** Opening RAW DATA block **

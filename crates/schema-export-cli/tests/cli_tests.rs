//! CLI integration tests for schema-export.
//!
//! These tests verify command-line argument parsing, help output,
//! exit codes, and complete runs against snapshot sources.

use assert_cmd::Command;
use predicates::prelude::*;
use std::io::Write;
use std::path::Path;

/// Get a command for the schema-export binary.
fn cmd() -> Command {
    Command::cargo_bin("schema-export").unwrap()
}

const SNAPSHOT: &str = r#"{
    "source": "shop.mdb",
    "collections": [
        {
            "name": "Tables",
            "columns": ["TABLE_NAME", "TABLE_TYPE"],
            "rows": [
                [{"text": "Customers"}, {"text": "TABLE"}],
                [{"text": "Big Spenders"}, {"text": "VIEW"}]
            ]
        },
        {
            "name": "Columns",
            "columns": ["TABLE_NAME", "COLUMN_NAME", "ORDINAL_POSITION", "DATA_TYPE", "IS_NULLABLE"],
            "rows": [
                [{"text": "Customers"}, {"text": "id"}, {"int": 1}, {"int": 3}, {"bool": false}],
                [{"text": "Customers"}, {"text": "name"}, {"int": 2}, {"int": 202}, {"bool": true}],
                [{"text": "Customers"}, {"text": "joined"}, {"int": 3}, {"int": 7}, {"bool": true}]
            ]
        },
        {
            "name": "Indexes",
            "columns": ["TABLE_NAME", "INDEX_NAME", "COLUMN_NAME", "PRIMARY_KEY"],
            "rows": [[{"text": "Customers"}, {"text": "PrimaryKey"}, {"text": "id"}, {"bool": true}]]
        }
    ],
    "data": [
        {
            "table": "Customers",
            "columns": ["id", "name", "joined"],
            "rows": [
                [{"int": 1}, {"text": "Ada"}, {"text": "2020-05-17 08:30:00"}],
                [{"int": 2}, "null", {"text": "not a date"}]
            ]
        }
    ]
}"#;

/// Write a snapshot and a config pointing at it; returns the config path.
fn write_project(dir: &Path, extra: &str) -> std::path::PathBuf {
    let snapshot = dir.join("shop.json");
    std::fs::write(&snapshot, SNAPSHOT).unwrap();

    let config = dir.join("config.yaml");
    let yaml = format!(
        "source:\n  type: snapshot\n  path: {}\noutput:\n  script_file: {}\n{}",
        snapshot.display(),
        dir.join("shop.sql").display(),
        extra
    );
    std::fs::write(&config, yaml).unwrap();
    config
}

// =============================================================================
// Help and Version Tests
// =============================================================================

#[test]
fn test_help_shows_all_commands() {
    cmd()
        .arg("--help")
        .assert()
        .success()
        .stdout(predicate::str::contains("run"))
        .stdout(predicate::str::contains("log"))
        .stdout(predicate::str::contains("snapshot"))
        .stdout(predicate::str::contains("health-check"));
}

#[test]
fn test_run_subcommand_help() {
    cmd()
        .args(["run", "--help"])
        .assert()
        .success()
        .stdout(predicate::str::contains("--include-data"))
        .stdout(predicate::str::contains("--no-data"))
        .stdout(predicate::str::contains("--script"))
        .stdout(predicate::str::contains("--force"));
}

#[test]
fn test_snapshot_requires_output() {
    cmd()
        .args(["snapshot"])
        .assert()
        .failure()
        .stderr(predicate::str::contains("--output"));
}

#[test]
fn test_version_flag() {
    cmd()
        .arg("--version")
        .assert()
        .success()
        .stdout(predicate::str::contains("schema-export"));
}

// =============================================================================
// Global Flags Tests
// =============================================================================

#[test]
fn test_output_json_flag_exists() {
    cmd()
        .arg("--help")
        .assert()
        .success()
        .stdout(predicate::str::contains("--output-json"));
}

#[test]
fn test_log_format_flag_exists() {
    cmd()
        .arg("--help")
        .assert()
        .success()
        .stdout(predicate::str::contains("--log-format"))
        .stdout(predicate::str::contains("[default: text]"));
}

#[test]
fn test_verbosity_flag_exists() {
    cmd()
        .arg("--help")
        .assert()
        .success()
        .stdout(predicate::str::contains("--verbosity"))
        .stdout(predicate::str::contains("[default: info]"));
}

#[test]
fn test_config_default_path() {
    cmd()
        .arg("--help")
        .assert()
        .success()
        .stdout(predicate::str::contains("[default: config.yaml]"));
}

#[test]
fn test_no_subcommand_shows_help() {
    cmd()
        .assert()
        .failure()
        .stderr(predicate::str::contains("Usage:"));
}

// =============================================================================
// Exit Code Tests
// =============================================================================

#[test]
fn test_missing_config_exits_with_code_7() {
    // Missing file is an IO error (code 7), not config error (code 1)
    cmd()
        .args(["--config", "nonexistent_config_file.yaml", "health-check"])
        .assert()
        .code(7);
}

#[test]
fn test_invalid_yaml_exits_with_code_1() {
    let mut file = tempfile::NamedTempFile::new().unwrap();
    writeln!(file, "invalid: yaml: content: [").unwrap();

    cmd()
        .args(["--config", file.path().to_str().unwrap(), "health-check"])
        .assert()
        .code(1);
}

#[test]
fn test_empty_config_exits_with_code_1() {
    let file = tempfile::NamedTempFile::new().unwrap();

    cmd()
        .args(["--config", file.path().to_str().unwrap(), "health-check"])
        .assert()
        .code(1);
}

#[test]
fn test_snapshot_source_without_path_exits_with_code_1() {
    let mut file = tempfile::NamedTempFile::new().unwrap();
    writeln!(file, "source:").unwrap();
    writeln!(file, "  type: snapshot").unwrap();

    cmd()
        .args(["--config", file.path().to_str().unwrap(), "health-check"])
        .assert()
        .code(1)
        .stderr(predicate::str::contains("source.path"));
}

#[test]
fn test_unhealthy_source_exits_with_code_2() {
    let dir = tempfile::tempdir().unwrap();
    let snapshot = dir.path().join("empty.json");
    std::fs::write(&snapshot, "{}").unwrap();
    let config = dir.path().join("config.yaml");
    std::fs::write(
        &config,
        format!("source:\n  type: snapshot\n  path: {}\n", snapshot.display()),
    )
    .unwrap();

    cmd()
        .args(["--config", config.to_str().unwrap(), "health-check"])
        .assert()
        .code(2)
        .stdout(predicate::str::contains("UNHEALTHY"));
}

// =============================================================================
// End-to-end Runs
// =============================================================================

#[test]
fn test_health_check_passes() {
    let dir = tempfile::tempdir().unwrap();
    let config = write_project(dir.path(), "");

    cmd()
        .args(["--config", config.to_str().unwrap(), "health-check"])
        .assert()
        .success()
        .stdout(predicate::str::contains("HEALTHY"))
        .stdout(predicate::str::contains("snapshot of shop.mdb"));
}

#[test]
fn test_run_writes_schema_script() {
    let dir = tempfile::tempdir().unwrap();
    let config = write_project(dir.path(), "");

    cmd()
        .args(["--config", config.to_str().unwrap(), "run"])
        .assert()
        .success()
        .stdout(predicate::str::contains("Export completed!"));

    let script = std::fs::read_to_string(dir.path().join("shop.sql")).unwrap();
    assert!(script.starts_with("-- Generated by schema-export"));
    assert!(script.contains("DROP TABLE IF EXISTS \"Customers\";"));
    assert!(script.contains(
        "CREATE TABLE \"Customers\" (\n\t\"id\" INTEGER PRIMARY KEY AUTOINCREMENT, \n\t\"name\" STRING NULL, \n\t\"joined\" DATETIME NULL\n);"
    ));
    assert!(!script.contains("Big Spenders"));
    assert!(!script.contains("INSERT INTO"));
}

#[test]
fn test_run_with_data_and_json_output() {
    let dir = tempfile::tempdir().unwrap();
    let config = write_project(dir.path(), "");

    cmd()
        .args(["--config", config.to_str().unwrap(), "--output-json", "run", "--include-data"])
        .assert()
        .success()
        .stdout(predicate::str::contains("\"rows_written\": 2"))
        .stdout(predicate::str::contains("\"null_substitutions\": 1"));

    let script = std::fs::read_to_string(dir.path().join("shop.sql")).unwrap();
    assert!(script.contains("-- Data for table \"Customers\""));
    assert!(script.contains(
        "INSERT INTO \"Customers\" (\"id\", \"name\", \"joined\") \n\tVALUES (1, \"Ada\", '2020-05-17');"
    ));
    assert!(script.contains("VALUES (2, NULL, NULL);"));
}

#[test]
fn test_run_refuses_to_overwrite_without_force() {
    let dir = tempfile::tempdir().unwrap();
    let config = write_project(dir.path(), "");
    std::fs::write(dir.path().join("shop.sql"), "existing").unwrap();

    cmd()
        .args(["--config", config.to_str().unwrap(), "run"])
        .assert()
        .code(1)
        .stderr(predicate::str::contains("--force"));
    assert_eq!(
        std::fs::read_to_string(dir.path().join("shop.sql")).unwrap(),
        "existing"
    );

    cmd()
        .args(["--config", config.to_str().unwrap(), "run", "--force"])
        .assert()
        .success();
    assert!(std::fs::read_to_string(dir.path().join("shop.sql"))
        .unwrap()
        .contains("CREATE TABLE"));
}

#[test]
fn test_log_command_writes_metadata_log() {
    let dir = tempfile::tempdir().unwrap();
    let config = write_project(dir.path(), "");
    let log = dir.path().join("meta.log");

    cmd()
        .args(["--config", config.to_str().unwrap(), "log", "--output", log.to_str().unwrap()])
        .assert()
        .success();

    let text = std::fs::read_to_string(&log).unwrap();
    assert!(text.contains("All Metadata Collections\n(unavailable)"));
    assert!(text.contains("Tables (2 rows)"));
    assert!(text.contains(&"=".repeat(80)));
}

#[test]
fn test_snapshot_then_run_from_snapshot() {
    let dir = tempfile::tempdir().unwrap();
    let config = write_project(dir.path(), "export:\n  include_data: true\n");
    let copy = dir.path().join("copy.json");

    cmd()
        .args([
            "--config",
            config.to_str().unwrap(),
            "snapshot",
            "--output",
            copy.to_str().unwrap(),
            "--include-data",
        ])
        .assert()
        .success()
        .stdout(predicate::str::contains("3 collections"));

    let copy_config = dir.path().join("copy.yaml");
    std::fs::write(
        &copy_config,
        format!(
            "source:\n  type: snapshot\n  path: {}\noutput:\n  script_file: {}\nexport:\n  include_data: true\n",
            copy.display(),
            dir.path().join("copy.sql").display()
        ),
    )
    .unwrap();

    cmd()
        .args(["--config", copy_config.to_str().unwrap(), "run"])
        .assert()
        .success();
    cmd()
        .args(["--config", config.to_str().unwrap(), "run"])
        .assert()
        .success();

    let original = std::fs::read_to_string(dir.path().join("shop.sql")).unwrap();
    let replayed = std::fs::read_to_string(dir.path().join("copy.sql")).unwrap();
    assert_eq!(original, replayed);
}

** Closing RAW DATA block **

ABOUT THIS EXERCISE: Reply with nothing except the number of lines in the listing above that include the string "stderr".

ANSWER SPACE: 4